The quality assurance procedures should establish the circumstances under which revalidation is required. These may be based upon equipment, process, and product performance observed during the initial validation challenge studies. It is desirable to designate individuals who have the responsibility to review product, process, equipment and personnel changes to determine if and when revalidation is warranted.
The extent of revalidation will depend upon the nature of the changes and how they impact upon different aspects of production that had previously been validated. It may not be necessary to revalidate a process from scratch merely because a given circumstance has changed. However, it is important to carefully assess the nature of the change to determine potential ripple effects and what needs to be considered as part of revalidation.

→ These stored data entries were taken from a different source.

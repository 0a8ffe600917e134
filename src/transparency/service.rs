//! Transparency Queries
//!
//! Read-only view over the draw archive. Anyone holding a payment id can
//! fetch its commitment, seeds and weight table and re-run the fairness
//! check themselves; the audit does it for every archived draw.

use std::sync::Arc;

use chrono::{DateTime, Utc};
use futures_util::future::join_all;
use serde::{Serialize, Deserialize};
use tracing::{debug, info, warn};

use crate::external::archive::{ArchiveError, ArchivedDraw, DrawArchive};
use crate::fairness::commitment::DrawCommitment;
use crate::fairness::verify::{verify_draw, FairnessError, VerifiedDraw};
use crate::fairness::weights::WeightTable;
use crate::purchase::types::{BoxId, DrawResult, ItemId, PaymentId};

/// Public disclosure of one draw.
///
/// Before settlement only the commitment hash and client seed are shown.
#[derive(Clone, Debug, PartialEq, Eq, Serialize, Deserialize)]
pub struct DrawDisclosure {
    /// Payment.
    pub payment_id: PaymentId,
    /// Box bought.
    pub box_id: BoxId,
    /// Won item, once settled.
    pub item_id: Option<ItemId>,
    /// Index into `catalog`, once settled.
    pub derived_index: Option<usize>,
    /// Commitment; the server seed is present only once settled.
    pub commitment: DrawCommitment,
    /// Weight table the draw was made from.
    pub catalog: WeightTable,
    /// Settlement time.
    pub settled_at: Option<DateTime<Utc>>,
}

impl DrawDisclosure {
    fn from_archive(record: ArchivedDraw) -> Self {
        match record.outcome {
            Some(outcome) => Self {
                payment_id: record.payment_id,
                box_id: record.box_id,
                item_id: Some(outcome.item_id),
                derived_index: Some(outcome.derived_index),
                commitment: record.commitment,
                catalog: record.table,
                settled_at: Some(outcome.settled_at),
            },
            None => Self {
                payment_id: record.payment_id,
                box_id: record.box_id,
                item_id: None,
                derived_index: None,
                commitment: record.commitment.sealed(),
                catalog: record.table,
                settled_at: None,
            },
        }
    }

    /// Has the draw been settled?
    pub fn is_settled(&self) -> bool {
        self.settled_at.is_some()
    }

    /// Draw result as disclosed, once settled.
    pub fn to_draw_result(&self) -> Option<DrawResult> {
        Some(DrawResult {
            payment_id: self.payment_id.clone(),
            item_id: self.item_id.clone()?,
            commitment: self.commitment.clone(),
            derived_index: self.derived_index?,
            timestamp: self.settled_at?,
        })
    }
}

/// Transparency query failures.
#[derive(Debug, Clone, PartialEq, Eq, thiserror::Error)]
pub enum TransparencyError {
    /// No archived draw for the payment.
    #[error("no draw archived for payment {0}")]
    NotFound(PaymentId),

    /// Draw exists but has not been settled.
    #[error("draw for payment {0} is not settled yet")]
    NotSettled(PaymentId),

    /// Archive could not be read.
    #[error("archive error: {0}")]
    Archive(#[from] ArchiveError),

    /// Draw failed verification.
    #[error("verification failed: {0}")]
    Fairness(#[from] FairnessError),
}

/// One draw that failed the audit.
#[derive(Clone, Debug, PartialEq, Eq, Serialize, Deserialize)]
pub struct AuditFailure {
    /// Payment.
    pub payment_id: PaymentId,
    /// Failure description.
    pub reason: String,
}

/// Result of auditing a set of draws.
#[derive(Clone, Debug, Default, PartialEq, Eq, Serialize, Deserialize)]
pub struct AuditReport {
    /// Number of payments examined.
    pub checked: usize,
    /// Draws that re-derived exactly.
    pub verified: Vec<VerifiedDraw>,
    /// Payments still awaiting settlement.
    pub pending: Vec<PaymentId>,
    /// Draws that did not verify.
    pub failures: Vec<AuditFailure>,
}

impl AuditReport {
    /// True when no draw failed.
    pub fn is_clean(&self) -> bool {
        self.failures.is_empty()
    }

    /// Pretty JSON rendering.
    pub fn to_json(&self) -> serde_json::Result<String> {
        serde_json::to_string_pretty(self)
    }
}

/// Read-only transparency service.
pub struct TransparencyQueryService {
    archive: Arc<dyn DrawArchive>,
}

impl TransparencyQueryService {
    /// Create a service over an archive.
    pub fn new(archive: Arc<dyn DrawArchive>) -> Self {
        Self { archive }
    }

    /// Disclose the draw for a payment.
    pub async fn fetch_draw(&self, payment_id: &PaymentId) -> Result<DrawDisclosure, TransparencyError> {
        let record = self
            .archive
            .find_draw(payment_id)
            .await?
            .ok_or_else(|| TransparencyError::NotFound(payment_id.clone()))?;

        Ok(DrawDisclosure::from_archive(record))
    }

    /// Re-run the full fairness check on a settled draw.
    pub async fn verify_draw(&self, payment_id: &PaymentId) -> Result<VerifiedDraw, TransparencyError> {
        let disclosure = self.fetch_draw(payment_id).await?;
        let draw = disclosure
            .to_draw_result()
            .ok_or_else(|| TransparencyError::NotSettled(payment_id.clone()))?;

        let verified = verify_draw(&draw, &disclosure.catalog)?;
        debug!(payment = %payment_id, item = %verified.item_id, "Draw verified");
        Ok(verified)
    }

    /// Verify the given draws, or every archived draw when `None`.
    pub async fn audit(&self, payment_ids: Option<Vec<PaymentId>>) -> Result<AuditReport, TransparencyError> {
        let payment_ids = match payment_ids {
            Some(ids) => ids,
            None => self.archive.list_payment_ids().await?,
        };

        let results = join_all(payment_ids.iter().map(|id| self.verify_draw(id))).await;

        let mut report = AuditReport {
            checked: payment_ids.len(),
            ..Default::default()
        };

        for (payment_id, result) in payment_ids.into_iter().zip(results) {
            match result {
                Ok(verified) => report.verified.push(verified),
                Err(TransparencyError::NotSettled(_)) => report.pending.push(payment_id),
                Err(TransparencyError::Archive(e)) => return Err(e.into()),
                Err(e) => {
                    warn!(payment = %payment_id, error = %e, "Draw failed audit");
                    report.failures.push(AuditFailure {
                        payment_id,
                        reason: e.to_string(),
                    });
                }
            }
        }

        info!(
            checked = report.checked,
            verified = report.verified.len(),
            pending = report.pending.len(),
            failures = report.failures.len(),
            "Audit complete"
        );
        Ok(report)
    }
}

3. DocumentationIt is essential that the validation program is documented and that the documentation is properly maintained. Approval and release of the process for use in routine manufacturing should be based upon a review of all the validation documentation, including data from the equipment qualification, process performance qualification, and product/package testing to ensure compatibility with the process.
For routine production, it is important to adequately record process details (e.g., time, temperature, equipment used) and to record any changes which have occurred. A maintenance log can be useful in performing failure investigations concerning a specific manufacturing lot. Validation data (along with specific test data) may also determine expected variance in product or equipment characteristics.